La langue peut donc mener à un mode de vie plus durable.

Oui, le langage peut ouvrir de nouvelles perspectives. Lorsque les termes «bien-être animal» et «souffrance animale» se sont imposés, nous avons ensuite pu réfléchir différemment aux bêtes. Désormais, les animaux dits de rente ne sont plus aussi facilement considérés comme des produits industriels, tels que des montres ou des chaussures, car on les perçoit également comme des êtres vivants capables de souffrir. Il en va de même pour l’«empreinte écologique» ou la «honte de prendre l’avion» – ces termes ont ouvert de nouvelles voies de réflexion. Si l’on parle de sa honte de prendre l’avion ou de son empreinte écologique à quelqu’un qui nous raconte un voyage lointain, la conversation peut rapidement prendre une autre tournure.

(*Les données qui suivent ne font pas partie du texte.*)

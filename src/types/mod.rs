//! Core data types for the time tracker.
//!
//! This module defines the data structures used for:
//! - Mode and pomodoro phase enumerations
//! - Engine configuration with validation
//! - The mutable engine state and its pure counter transitions
//! - Display snapshots handed to renderers

use std::fmt;
use std::str::FromStr;
use std::time::Duration;

use serde::{Deserialize, Serialize};

// ============================================================================
// Mode
// ============================================================================

/// Which accounting rule the engine applies on each tick.
#[derive(Debug, Clone, Copy, PartialEq, Eq, Hash, Default, Serialize, Deserialize)]
#[serde(rename_all = "snake_case")]
pub enum Mode {
    /// Wall-clock display, no counters
    #[default]
    Clock,
    /// Counts up from zero
    Stopwatch,
    /// Counts down from a user-configured duration
    Countdown,
    /// Alternating work and break phases
    Pomodoro,
}

impl Mode {
    /// All modes, in tab order.
    pub const ALL: [Mode; 4] = [Mode::Clock, Mode::Stopwatch, Mode::Countdown, Mode::Pomodoro];

    /// Returns the string representation of the mode.
    pub fn as_str(&self) -> &'static str {
        match self {
            Mode::Clock => "clock",
            Mode::Stopwatch => "stopwatch",
            Mode::Countdown => "countdown",
            Mode::Pomodoro => "pomodoro",
        }
    }

    /// Returns true if `start()` has any meaning in this mode.
    pub fn is_startable(&self) -> bool {
        !matches!(self, Mode::Clock)
    }
}

impl fmt::Display for Mode {
    fn fmt(&self, f: &mut fmt::Formatter<'_>) -> fmt::Result {
        f.write_str(self.as_str())
    }
}

impl FromStr for Mode {
    type Err = String;

    fn from_str(s: &str) -> Result<Self, Self::Err> {
        let wanted = s.trim().to_ascii_lowercase();
        Mode::ALL
            .into_iter()
            .find(|mode| mode.as_str() == wanted)
            .ok_or_else(|| format!("unknown mode: {}", s.trim()))
    }
}

// ============================================================================
// PomodoroPhase
// ============================================================================

/// Current phase of a pomodoro cycle.
#[derive(Debug, Clone, Copy, PartialEq, Eq, Default, Serialize, Deserialize)]
#[serde(rename_all = "snake_case")]
pub enum PomodoroPhase {
    /// Nothing started yet
    #[default]
    Ready,
    /// Focused work session
    Work,
    /// Short break
    Break,
    /// Long break (every Nth completed work phase)
    LongBreak,
}

impl PomodoroPhase {
    /// Returns the string representation of the phase.
    pub fn as_str(&self) -> &'static str {
        match self {
            PomodoroPhase::Ready => "ready",
            PomodoroPhase::Work => "work",
            PomodoroPhase::Break => "break",
            PomodoroPhase::LongBreak => "long_break",
        }
    }
}

// ============================================================================
// TickResolution
// ============================================================================

/// Tick period used by the stopwatch.
#[derive(Debug, Clone, Copy, PartialEq, Eq, Default, Serialize, Deserialize)]
#[serde(rename_all = "snake_case")]
pub enum TickResolution {
    /// One tick per second
    #[default]
    Seconds,
    /// One tick per 10ms
    Centiseconds,
}

impl TickResolution {
    /// Returns the tick period.
    pub fn period(&self) -> Duration {
        match self {
            TickResolution::Seconds => Duration::from_secs(1),
            TickResolution::Centiseconds => Duration::from_millis(10),
        }
    }

    /// Returns how many ticks make up one second.
    pub fn ticks_per_second(&self) -> u64 {
        match self {
            TickResolution::Seconds => 1,
            TickResolution::Centiseconds => 100,
        }
    }
}

// ============================================================================
// EngineConfig
// ============================================================================

fn default_work_seconds() -> u32 {
    25 * 60
}

fn default_short_break_seconds() -> u32 {
    5 * 60
}

fn default_long_break_seconds() -> u32 {
    15 * 60
}

fn default_long_break_interval() -> u32 {
    4
}

fn default_auto_start_delay_seconds() -> u32 {
    3
}

fn default_auto_reset_on_expiry() -> bool {
    true
}

/// Longest accepted phase duration (one day).
pub const MAX_PHASE_SECONDS: u32 = 86_400;

/// Pomodoro phase durations and cycling policy.
#[derive(Debug, Clone, PartialEq, Eq, Serialize, Deserialize)]
pub struct PomodoroConfig {
    /// Work phase duration in seconds
    #[serde(default = "default_work_seconds")]
    pub work_seconds: u32,
    /// Short break duration in seconds
    #[serde(default = "default_short_break_seconds")]
    pub short_break_seconds: u32,
    /// Long break duration in seconds
    #[serde(default = "default_long_break_seconds")]
    pub long_break_seconds: u32,
    /// Every Nth completed work phase is followed by a long break
    #[serde(default = "default_long_break_interval")]
    pub long_break_interval: u32,
    /// Whether the next phase starts by itself after a phase completes
    #[serde(default)]
    pub auto_start_next: bool,
    /// Delay before the automatic start, in seconds
    #[serde(default = "default_auto_start_delay_seconds")]
    pub auto_start_delay_seconds: u32,
}

impl Default for PomodoroConfig {
    fn default() -> Self {
        Self {
            work_seconds: default_work_seconds(),
            short_break_seconds: default_short_break_seconds(),
            long_break_seconds: default_long_break_seconds(),
            long_break_interval: default_long_break_interval(),
            auto_start_next: false,
            auto_start_delay_seconds: default_auto_start_delay_seconds(),
        }
    }
}

impl PomodoroConfig {
    /// Sets the work duration in minutes.
    pub fn with_work_minutes(mut self, minutes: u32) -> Self {
        self.work_seconds = minutes.saturating_mul(60);
        self
    }

    /// Sets the short break duration in minutes.
    pub fn with_short_break_minutes(mut self, minutes: u32) -> Self {
        self.short_break_seconds = minutes.saturating_mul(60);
        self
    }

    /// Sets the long break duration in minutes.
    pub fn with_long_break_minutes(mut self, minutes: u32) -> Self {
        self.long_break_seconds = minutes.saturating_mul(60);
        self
    }

    /// Returns the duration loaded when entering `phase`.
    pub fn duration_of(&self, phase: PomodoroPhase) -> u64 {
        let seconds = match phase {
            PomodoroPhase::Ready => 0,
            PomodoroPhase::Work => self.work_seconds,
            PomodoroPhase::Break => self.short_break_seconds,
            PomodoroPhase::LongBreak => self.long_break_seconds,
        };
        u64::from(seconds)
    }

    /// Returns the delay before an automatic phase start.
    pub fn auto_start_delay(&self) -> Duration {
        Duration::from_secs(u64::from(self.auto_start_delay_seconds))
    }
}

/// Configuration for a time tracker engine.
#[derive(Debug, Clone, PartialEq, Eq, Serialize, Deserialize)]
pub struct EngineConfig {
    /// Stopwatch tick resolution
    #[serde(default)]
    pub tick_resolution: TickResolution,
    /// Whether an expired countdown clears its configured duration
    #[serde(default = "default_auto_reset_on_expiry")]
    pub auto_reset_on_expiry: bool,
    /// Pomodoro settings
    #[serde(default)]
    pub pomodoro: PomodoroConfig,
}

impl Default for EngineConfig {
    fn default() -> Self {
        Self {
            tick_resolution: TickResolution::default(),
            auto_reset_on_expiry: default_auto_reset_on_expiry(),
            pomodoro: PomodoroConfig::default(),
        }
    }
}

impl EngineConfig {
    /// Sets the stopwatch resolution.
    pub fn with_tick_resolution(mut self, resolution: TickResolution) -> Self {
        self.tick_resolution = resolution;
        self
    }

    /// Sets the countdown expiry policy.
    pub fn with_auto_reset_on_expiry(mut self, auto_reset: bool) -> Self {
        self.auto_reset_on_expiry = auto_reset;
        self
    }

    /// Replaces the pomodoro settings.
    pub fn with_pomodoro(mut self, pomodoro: PomodoroConfig) -> Self {
        self.pomodoro = pomodoro;
        self
    }

    /// Validates the configuration.
    ///
    /// Returns an error message if validation fails.
    pub fn validate(&self) -> Result<(), String> {
        let p = &self.pomodoro;
        let durations = [
            ("work", p.work_seconds),
            ("short break", p.short_break_seconds),
            ("long break", p.long_break_seconds),
        ];
        for (name, seconds) in durations {
            if seconds < 1 || seconds > MAX_PHASE_SECONDS {
                return Err(format!(
                    "{} duration must be between 1 and {} seconds",
                    name, MAX_PHASE_SECONDS
                ));
            }
        }
        if p.long_break_interval < 1 || p.long_break_interval > 24 {
            return Err("long break interval must be between 1 and 24".to_string());
        }
        if p.auto_start_delay_seconds > 3600 {
            return Err("auto start delay must be at most 3600 seconds".to_string());
        }
        Ok(())
    }
}

// ============================================================================
// EngineState
// ============================================================================

/// Mutable state owned by a single engine instance.
#[derive(Debug, Clone, PartialEq, Eq, Default, Serialize, Deserialize)]
pub struct EngineState {
    /// Current mode
    pub mode: Mode,
    /// True only while a counting tick source is armed
    pub is_running: bool,
    /// Stopwatch ticks accumulated (unit depends on resolution)
    pub elapsed_ticks: u64,
    /// Countdown/pomodoro seconds left, never below zero
    pub remaining_seconds: u64,
    /// Countdown target set by the user
    pub configured_seconds: u64,
    /// Current pomodoro phase
    pub pomodoro_phase: PomodoroPhase,
    /// Completed work phases
    pub pomodoro_cycle_count: u32,
}

impl EngineState {
    /// Creates the state of a freshly constructed engine (Clock mode).
    pub fn new() -> Self {
        Self::default()
    }

    /// Creates a fresh state in the given mode.
    pub fn for_mode(mode: Mode) -> Self {
        Self {
            mode,
            ..Self::default()
        }
    }

    /// Stops counting and zeroes every counter, keeping the mode.
    pub fn clear(&mut self) {
        *self = Self::for_mode(self.mode);
    }

    /// Adds one stopwatch tick.
    pub fn advance_stopwatch(&mut self) {
        self.elapsed_ticks = self.elapsed_ticks.saturating_add(1);
    }

    /// Decrements the remaining time by one second.
    ///
    /// Returns true if the counter is at zero afterwards.
    pub fn count_down(&mut self) -> bool {
        self.remaining_seconds = self.remaining_seconds.saturating_sub(1);
        self.remaining_seconds == 0
    }

    /// Returns the phase that follows the current one.
    ///
    /// Assumes the current work phase, if any, has already been counted.
    pub fn next_pomodoro_phase(&self, long_break_interval: u32) -> PomodoroPhase {
        match self.pomodoro_phase {
            PomodoroPhase::Work => {
                let interval = long_break_interval.max(1);
                if self.pomodoro_cycle_count > 0 && self.pomodoro_cycle_count % interval == 0 {
                    PomodoroPhase::LongBreak
                } else {
                    PomodoroPhase::Break
                }
            }
            PomodoroPhase::Ready | PomodoroPhase::Break | PomodoroPhase::LongBreak => {
                PomodoroPhase::Work
            }
        }
    }

    /// Completes the current pomodoro phase and loads the next one.
    ///
    /// Returns the `(completed, next)` phase pair.
    pub fn advance_pomodoro(&mut self, config: &PomodoroConfig) -> (PomodoroPhase, PomodoroPhase) {
        let completed = self.pomodoro_phase;
        if completed == PomodoroPhase::Work {
            self.pomodoro_cycle_count = self.pomodoro_cycle_count.saturating_add(1);
        }
        let next = self.next_pomodoro_phase(config.long_break_interval);
        self.pomodoro_phase = next;
        self.remaining_seconds = config.duration_of(next);
        (completed, next)
    }
}

// ============================================================================
// Snapshot
// ============================================================================

/// Immutable read of engine state for rendering.
#[derive(Debug, Clone, PartialEq, Eq, Serialize, Deserialize)]
pub struct Snapshot {
    /// Current mode
    pub mode: Mode,
    /// Whether a counter is running
    #[serde(rename = "isRunning")]
    pub is_running: bool,
    /// Seconds to display (time of day in clock mode)
    #[serde(rename = "displaySeconds")]
    pub display_seconds: u64,
    /// Sub-second part for high-resolution stopwatches
    #[serde(skip_serializing_if = "Option::is_none")]
    pub centiseconds: Option<u8>,
    /// Pomodoro phase (pomodoro mode only)
    #[serde(rename = "pomodoroPhase", skip_serializing_if = "Option::is_none")]
    pub pomodoro_phase: Option<PomodoroPhase>,
    /// Completed work phases (pomodoro mode only)
    #[serde(rename = "pomodoroCycleCount", skip_serializing_if = "Option::is_none")]
    pub pomodoro_cycle_count: Option<u32>,
}

impl Snapshot {
    /// Builds a snapshot from engine state.
    ///
    /// `time_of_day` is only read in clock mode.
    pub fn from_state(state: &EngineState, resolution: TickResolution, time_of_day: u64) -> Self {
        let mut centiseconds = None;
        let display_seconds = match state.mode {
            Mode::Clock => time_of_day,
            Mode::Stopwatch => {
                let per_second = resolution.ticks_per_second();
                if resolution == TickResolution::Centiseconds {
                    centiseconds = Some((state.elapsed_ticks % per_second) as u8);
                }
                state.elapsed_ticks / per_second
            }
            Mode::Countdown | Mode::Pomodoro => state.remaining_seconds,
        };
        let pomodoro = state.mode == Mode::Pomodoro;

        Self {
            mode: state.mode,
            is_running: state.is_running,
            display_seconds,
            centiseconds,
            pomodoro_phase: pomodoro.then_some(state.pomodoro_phase),
            pomodoro_cycle_count: pomodoro.then_some(state.pomodoro_cycle_count),
        }
    }
}

/// Formats seconds as `HH:MM:SS`. Hours grow past two digits as needed.
pub fn format_hms(total_seconds: u64) -> String {
    let hours = total_seconds / 3600;
    let minutes = (total_seconds % 3600) / 60;
    let seconds = total_seconds % 60;
    format!("{:02}:{:02}:{:02}", hours, minutes, seconds)
}

// ============================================================================
// Tests
// ============================================================================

Vous évoquez les voyages lointains. Vous avez étudié de plus près la publicité faite autour d’eux dans le cadre du projet Sprachkompass.ch. Qu’avez-vous constaté?

Les voyages lointains sont surtout promus à l’aide de mots d’appel comme «paradis», «conte de fées» ou «rêve». De plus, on montre de belles images des Seychelles, de Bali ou des Maldives, qui ne correspondent peut-être pas du tout à la réalité. On crée ainsi le sentiment que le voyage permet d’échapper à la réalité. En revanche, les émissions massives de CO2 produites par les vols sont occultées. Je me pose dès lors la question suivante: ne serait-il pas plus judicieux de choisir une destination plus proche pour se reposer ou bien même d’avoir une vie au quotidien plus agréable, de telle sorte qu’un voyage nuisible au climat devienne superflu?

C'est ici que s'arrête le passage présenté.